In the world of climate change, the gap between scientific consensus and political resolve is widening – but luckily, this doesn’t bar action on climate solutions already in place. On the science side, the World Meteorological Organization considers the spate of extreme weather events this summer (fires in Russia, floods in Pakistan and China, melting of Greenland’s ice-shelf) to “fit patterns predicted by climate scientists,” according to a Friday AP report. In politics, US Senate Majority Leader Harry Reid withdrew climate legislation late last month in the face of resistance from Republicans and some Democrats.
On the action front, the World Resources Institute delivered welcome relief from this depressing divide with a refreshingly pragmatic take on what we can do right now to combat climate change, with the tools at-hand. “Even if Congressional action is ultimately necessary to put the US on a long-term low-carbon path and aid in the transition to a low-carbon economy, can federal agencies and state governments get the U.S. started down that path?” the WRI report released late last month asks in the Introduction. Yes is their emphatic answer, putting a new twist on the late Tip O’Neil’s old dictum: all politics is local, even though the issues at stake are global.
Before turning to the WRI report, let’s first look at what the world’s weather is telling us, and how the climate scientists interpret it. Sunday’s New York Times confirmed the AP report, citing the replacement of scientific caution with grave concern over the growing trend of extreme weather events. In Russia, for example, extreme heat, drought, and wildfires rage in normally cool regions. The result: a doubling of deaths in Moscow, crop losses, and toxic smog.
The Pakistani floods have affected 20 million people, raising the specter of disease and displacement; yesterday Pakistan’s High Commissioner to Britain estimated it would cost $15 billion to rebuild the lost infrastructure. In China, flooding in northwest Gansu province has killed over 1,100 people, with more than 600 missing. And finally, a breakaway iceberg from the Petermann Glacier – four times the size of Manhattan – raised concerns about rising sea levels, and sent scientists scrambling to play catch-up with the melting polar realities. Mother Nature seems to be telling us ever more insistently: Change, or face dire consequences.
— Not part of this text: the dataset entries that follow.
//! Admin review list: the submitted applications, local status transitions
//! and the document previewer.
//!
//! Status changes and deletion are view-only by design — the backend exposes
//! no `PATCH`/`DELETE` for applications, so these mutations deliberately
//! never leave the client and are lost on the next activation.

pub mod preview;

use std::sync::Arc;

use tracing::{info, warn};

use crate::api::Backend;
use crate::errors::PortalError;
use crate::models::application::{Application, ApplicationStatus};

use self::preview::DocumentPreview;

/// One row of the review list: the server record plus client-side view state.
#[derive(Debug, Clone)]
pub struct ReviewEntry {
    pub application: Application,
    /// Skills decoded from the server's JSON-encoded string at load time;
    /// malformed input decodes as an empty list.
    pub skills: Vec<String>,
    /// View-only status; starts as pending and never persists.
    pub status: ApplicationStatus,
}

/// One activation of the applicant review screen.
pub struct ReviewList {
    backend: Arc<dyn Backend>,
    entries: Vec<ReviewEntry>,
    loading: bool,
    loaded: bool,
}

impl ReviewList {
    pub fn new(backend: Arc<dyn Backend>) -> Self {
        Self {
            backend,
            entries: Vec::new(),
            loading: false,
            loaded: false,
        }
    }

    pub fn entries(&self) -> &[ReviewEntry] {
        &self.entries
    }

    pub fn loading(&self) -> bool {
        self.loading
    }

    /// Non-mutating detail lookup.
    pub fn entry(&self, id: &str) -> Option<&ReviewEntry> {
        self.entries.iter().find(|entry| entry.application.id == id)
    }

    /// Fetches the application collection. Runs once per activation; a failed
    /// fetch degrades to an empty list rather than an error banner.
    pub async fn load(&mut self) {
        if self.loaded {
            return;
        }
        self.loading = true;
        match self.backend.fetch_applications().await {
            Ok(applications) => {
                info!(count = applications.len(), "application list loaded");
                self.entries = applications
                    .into_iter()
                    .map(|application| {
                        let skills = application.parsed_skills();
                        ReviewEntry {
                            application,
                            skills,
                            status: ApplicationStatus::Pending,
                        }
                    })
                    .collect();
            }
            Err(err) => {
                warn!(%err, "application list fetch failed; showing an empty list");
                self.entries.clear();
            }
        }
        self.loading = false;
        self.loaded = true;
    }

    /// Transitions an application's status in local view state only. Returns
    /// whether the id was found.
    pub fn set_status(&mut self, id: &str, status: ApplicationStatus) -> bool {
        match self
            .entries
            .iter_mut()
            .find(|entry| entry.application.id == id)
        {
            Some(entry) => {
                entry.status = status;
                true
            }
            None => false,
        }
    }

    /// Removes an application from local view state only. Returns whether the
    /// id was found.
    pub fn remove(&mut self, id: &str) -> bool {
        let before = self.entries.len();
        self.entries.retain(|entry| entry.application.id != id);
        self.entries.len() != before
    }

    /// Fetches an attachment by its `download_url` and opens it in the pager.
    pub async fn open_document(&self, download_url: &str) -> Result<DocumentPreview, PortalError> {
        let bytes = self.backend.fetch_document(download_url).await?;
        Ok(DocumentPreview::from_pdf(&bytes)?)
    }
}

#[cfg(test)]
mod tests {
    use async_trait::async_trait;
    use bytes::Bytes;

    use super::*;
    use crate::api::{ApiError, Backend, SubmitReceipt};
    use crate::models::job::JobPosting;
    use crate::wizard::submit::SubmissionPayload;

    struct FakeBackend {
        applications: Vec<Application>,
        fail_fetch: bool,
    }

    #[async_trait]
    impl Backend for FakeBackend {
        async fn fetch_jobs(&self) -> Result<Vec<JobPosting>, ApiError> {
            Ok(vec![])
        }

        async fn submit_application(
            &self,
            _payload: SubmissionPayload,
        ) -> Result<SubmitReceipt, ApiError> {
            Err(ApiError::Api {
                status: 405,
                message: "not under test".to_string(),
            })
        }

        async fn fetch_applications(&self) -> Result<Vec<Application>, ApiError> {
            if self.fail_fetch {
                return Err(ApiError::Api {
                    status: 500,
                    message: "boom".to_string(),
                });
            }
            Ok(self.applications.clone())
        }

        async fn fetch_document(&self, _download_url: &str) -> Result<Bytes, ApiError> {
            Ok(Bytes::from_static(b"not a pdf"))
        }
    }

    fn application(id: &str, skills_json: &str) -> Application {
        serde_json::from_value(serde_json::json!({
            "id": id,
            "job_id": "1",
            "timestamp": "2025-03-15T10:30:00",
            "firstName": "Ada",
            "lastName": "Lovelace",
            "email": "ada@example.com",
            "phone": "+44 123",
            "age": "28",
            "address": "12 Analytical Row",
            "city": "London",
            "country": "UK",
            "currentPlace": "London",
            "availability": "2 weeks",
            "position": "Engineer",
            "experience": "Engines",
            "educationLevel": "PhD",
            "skills": skills_json,
        }))
        .expect("valid application json")
    }

    fn list_with(applications: Vec<Application>) -> ReviewList {
        ReviewList::new(Arc::new(FakeBackend {
            applications,
            fail_fetch: false,
        }))
    }

    #[tokio::test]
    async fn test_load_parses_skills_and_defaults_status() {
        let mut list = list_with(vec![application("a1", r#"["Rust","Go"]"#)]);
        list.load().await;

        let entry = list.entry("a1").expect("loaded entry");
        assert_eq!(entry.skills, vec!["Rust", "Go"]);
        assert_eq!(entry.status, ApplicationStatus::Pending);
    }

    #[tokio::test]
    async fn test_malformed_skills_degrade_to_empty() {
        let mut list = list_with(vec![application("a1", "not json")]);
        list.load().await;

        assert!(list.entry("a1").expect("loaded entry").skills.is_empty());
    }

    #[tokio::test]
    async fn test_fetch_failure_degrades_to_empty_list() {
        let mut list = ReviewList::new(Arc::new(FakeBackend {
            applications: vec![],
            fail_fetch: true,
        }));
        list.load().await;

        assert!(list.entries().is_empty());
        assert!(!list.loading());
    }

    #[tokio::test]
    async fn test_status_transition_is_local_only() {
        let mut list = list_with(vec![application("a1", "[]")]);
        list.load().await;

        assert!(list.set_status("a1", ApplicationStatus::Approved));
        assert_eq!(
            list.entry("a1").expect("entry").status,
            ApplicationStatus::Approved
        );
        assert!(!list.set_status("missing", ApplicationStatus::Rejected));
    }

    #[tokio::test]
    async fn test_remove_is_local_only() {
        let mut list = list_with(vec![
            application("a1", "[]"),
            application("a2", "[]"),
        ]);
        list.load().await;

        assert!(list.remove("a1"));
        assert!(!list.remove("a1")); // already gone
        assert_eq!(list.entries().len(), 1);
        assert!(list.entry("a2").is_some());
    }

    #[tokio::test]
    async fn test_open_document_surfaces_parse_failure() {
        let list = list_with(vec![]);
        let result = list.open_document("/download/x.pdf").await;
        assert!(matches!(result, Err(PortalError::Preview(_))));
    }
}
This message has been obscured for decades now, so the recent summary of “Everything You Need to Know About Global Warming in 5 Minutes” by venerable Boston investment manager Jeremy Grantham of GMO does the best job we’ve seen of ticking off the causes, consequences, and controversies surrounding climate change. He deftly challenges conservative think tanks and conspiracy theorists, asserting that they are held sway by “fossil energy companies, driven by the need to protect hundreds of billions of dollars of profits, [and therefore] encourage obfuscation of inconvenient scientific results.” Global warming, he says, “is a classic tragedy of the commons”, where individual action does not lead to the common good, and ideology has trumped science.
Given the clarity of the case for climate action, combined with this increase in climate-related catastrophes, why, then, does the US remain the only major industrialized nation not to have legislated caps on carbon emissions? The US pledge in Copenhagen called for reductions in 2020 “in the range of 17% [below 2005 levels], in conformity with anticipated US energy and climate legislation.” With Congress scuttling efforts toward a coordinated plan for meeting that goal, what are we to do?
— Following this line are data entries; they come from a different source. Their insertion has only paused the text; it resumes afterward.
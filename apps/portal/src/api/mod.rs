//! HTTP client for the external job board backend.
//!
//! All backend traffic goes through the [`Backend`] trait so the wizard and
//! the review list can run against an in-memory fake in tests. The production
//! implementation is [`JobBoardClient`], a thin `reqwest` wrapper over the
//! four REST endpoints the portal consumes.

use async_trait::async_trait;
use bytes::Bytes;
use reqwest::multipart::{Form, Part};
use reqwest::Client;
use serde::Deserialize;
use thiserror::Error;
use tracing::debug;

use crate::models::application::Application;
use crate::models::job::JobPosting;
use crate::wizard::submit::SubmissionPayload;

const REQUEST_TIMEOUT: std::time::Duration = std::time::Duration::from_secs(30);

#[derive(Debug, Error)]
pub enum ApiError {
    #[error("HTTP error: {0}")]
    Http(#[from] reqwest::Error),

    #[error("API error (status {status}): {message}")]
    Api { status: u16, message: String },

    #[error("invalid URL: {0}")]
    BadUrl(String),
}

/// Acknowledgment returned by `POST /apply`.
#[derive(Debug, Clone, Deserialize)]
pub struct SubmitReceipt {
    pub success: bool,
    pub message: String,
    pub application_id: String,
}

#[derive(Debug, Deserialize)]
struct JobsEnvelope {
    jobs: Vec<JobPosting>,
}

#[derive(Debug, Deserialize)]
struct ApplicationsEnvelope {
    applications: Vec<Application>,
}

#[derive(Debug, Deserialize)]
struct ErrorEnvelope {
    error: String,
}

/// Gateway to the backend REST API.
#[async_trait]
pub trait Backend: Send + Sync {
    /// `GET /jobs` — the open positions, consumed once per wizard activation.
    async fn fetch_jobs(&self) -> Result<Vec<JobPosting>, ApiError>;

    /// `POST /apply` — one multipart dispatch per confirmed submission.
    async fn submit_application(
        &self,
        payload: SubmissionPayload,
    ) -> Result<SubmitReceipt, ApiError>;

    /// `GET /applications` — the full submitted collection.
    async fn fetch_applications(&self) -> Result<Vec<Application>, ApiError>;

    /// Fetches a stored document as raw bytes via its `download_url`.
    async fn fetch_document(&self, download_url: &str) -> Result<Bytes, ApiError>;
}

/// `reqwest`-backed [`Backend`] implementation.
#[derive(Clone)]
pub struct JobBoardClient {
    client: Client,
    base_url: String,
}

impl JobBoardClient {
    pub fn new(base_url: impl Into<String>) -> Self {
        Self {
            client: Client::builder()
                .timeout(REQUEST_TIMEOUT)
                .build()
                .expect("Failed to build HTTP client"),
            base_url: base_url.into().trim_end_matches('/').to_string(),
        }
    }

    fn endpoint(&self, path: &str) -> String {
        format!("{}/{}", self.base_url, path.trim_start_matches('/'))
    }

    /// Resolves a possibly origin-relative `download_url` (the backend hands
    /// out `/download/<file>`) against the configured base URL.
    fn resolve(&self, url: &str) -> Result<String, ApiError> {
        if url.starts_with("http://") || url.starts_with("https://") {
            return Ok(url.to_string());
        }
        let base = reqwest::Url::parse(&self.base_url).map_err(|e| ApiError::BadUrl(e.to_string()))?;
        let joined = base.join(url).map_err(|e| ApiError::BadUrl(e.to_string()))?;
        Ok(joined.to_string())
    }

    /// Turns non-2xx responses into `ApiError::Api`, preferring the backend's
    /// `{ "error": ... }` message over the raw body.
    async fn check(response: reqwest::Response) -> Result<reqwest::Response, ApiError> {
        let status = response.status();
        if status.is_success() {
            return Ok(response);
        }
        let body = response.text().await.unwrap_or_default();
        let message = serde_json::from_str::<ErrorEnvelope>(&body)
            .map(|envelope| envelope.error)
            .unwrap_or(body);
        Err(ApiError::Api {
            status: status.as_u16(),
            message,
        })
    }
}

#[async_trait]
impl Backend for JobBoardClient {
    async fn fetch_jobs(&self) -> Result<Vec<JobPosting>, ApiError> {
        let response = self.client.get(self.endpoint("jobs")).send().await?;
        let response = Self::check(response).await?;
        let envelope: JobsEnvelope = response.json().await?;
        debug!(count = envelope.jobs.len(), "fetched job postings");
        Ok(envelope.jobs)
    }

    async fn submit_application(
        &self,
        payload: SubmissionPayload,
    ) -> Result<SubmitReceipt, ApiError> {
        let mut form = Form::new();
        for (name, value) in &payload.fields {
            form = form.text(*name, value.clone());
        }
        form = form.part("resume", file_part(&payload.resume)?);
        if let Some(cover_letter) = &payload.cover_letter {
            form = form.part("coverLetter", file_part(cover_letter)?);
        }

        let response = self
            .client
            .post(self.endpoint("apply"))
            .multipart(form)
            .send()
            .await?;
        let response = Self::check(response).await?;
        let receipt: SubmitReceipt = response.json().await?;
        debug!(application_id = %receipt.application_id, "application accepted by backend");
        Ok(receipt)
    }

    async fn fetch_applications(&self) -> Result<Vec<Application>, ApiError> {
        let response = self.client.get(self.endpoint("applications")).send().await?;
        let response = Self::check(response).await?;
        let envelope: ApplicationsEnvelope = response.json().await?;
        debug!(
            count = envelope.applications.len(),
            "fetched submitted applications"
        );
        Ok(envelope.applications)
    }

    async fn fetch_document(&self, download_url: &str) -> Result<Bytes, ApiError> {
        let url = self.resolve(download_url)?;
        let response = self.client.get(url).send().await?;
        let response = Self::check(response).await?;
        Ok(response.bytes().await?)
    }
}

fn file_part(file: &crate::models::draft::FileUpload) -> Result<Part, ApiError> {
    Ok(Part::bytes(file.content.to_vec())
        .file_name(file.file_name.clone())
        .mime_str(&file.content_type)?)
}

#[cfg(test)]
mod tests {
    use super::*;

    #[test]
    fn test_endpoint_joins_without_double_slash() {
        let client = JobBoardClient::new("http://127.0.0.1:5000/api/");
        assert_eq!(client.endpoint("jobs"), "http://127.0.0.1:5000/api/jobs");
        assert_eq!(client.endpoint("/apply"), "http://127.0.0.1:5000/api/apply");
    }

    #[test]
    fn test_resolve_origin_relative_download_url() {
        let client = JobBoardClient::new("http://127.0.0.1:5000/api");
        assert_eq!(
            client.resolve("/download/resume.pdf").expect("resolves"),
            "http://127.0.0.1:5000/download/resume.pdf"
        );
    }

    #[test]
    fn test_resolve_passes_absolute_urls_through() {
        let client = JobBoardClient::new("http://127.0.0.1:5000/api");
        assert_eq!(
            client.resolve("https://cdn.example.com/a.pdf").expect("resolves"),
            "https://cdn.example.com/a.pdf"
        );
    }
}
WRI report authors Nicholas Bianco and Franz Litz provide many suggestions in their finely-grained analysis of Federal regulatory tools currently available, as well as announced actions as the state level. Bianco and Litz studied potential GHG reductions across a range of key sectors – power plants, light duty vehicles, manufacturing, refineries, aircraft, coal mining, and so on – that already are possible. They then framed this peer-reviewed analysis within three broad scenarios:
- a “Lackluster” scenario that aggregates reductions at the lower end of what is technically feasible, therefore representing “low regulatory ambition”;
- a “Middle of the Road” scenario that combines reductions “generally in the middle of the range considered technically feasible and corresponding to moderate regulatory ambitions; and
- a “Go-Getter” scenario that combines higher-feasibility reductions with “higher regulatory ambition”.
“Readers can make their own judgment about which scenario they think is the most plausible,” they wrote. With Mother Nature’s wrath mounting, our future depends on the “Go-Getter” option.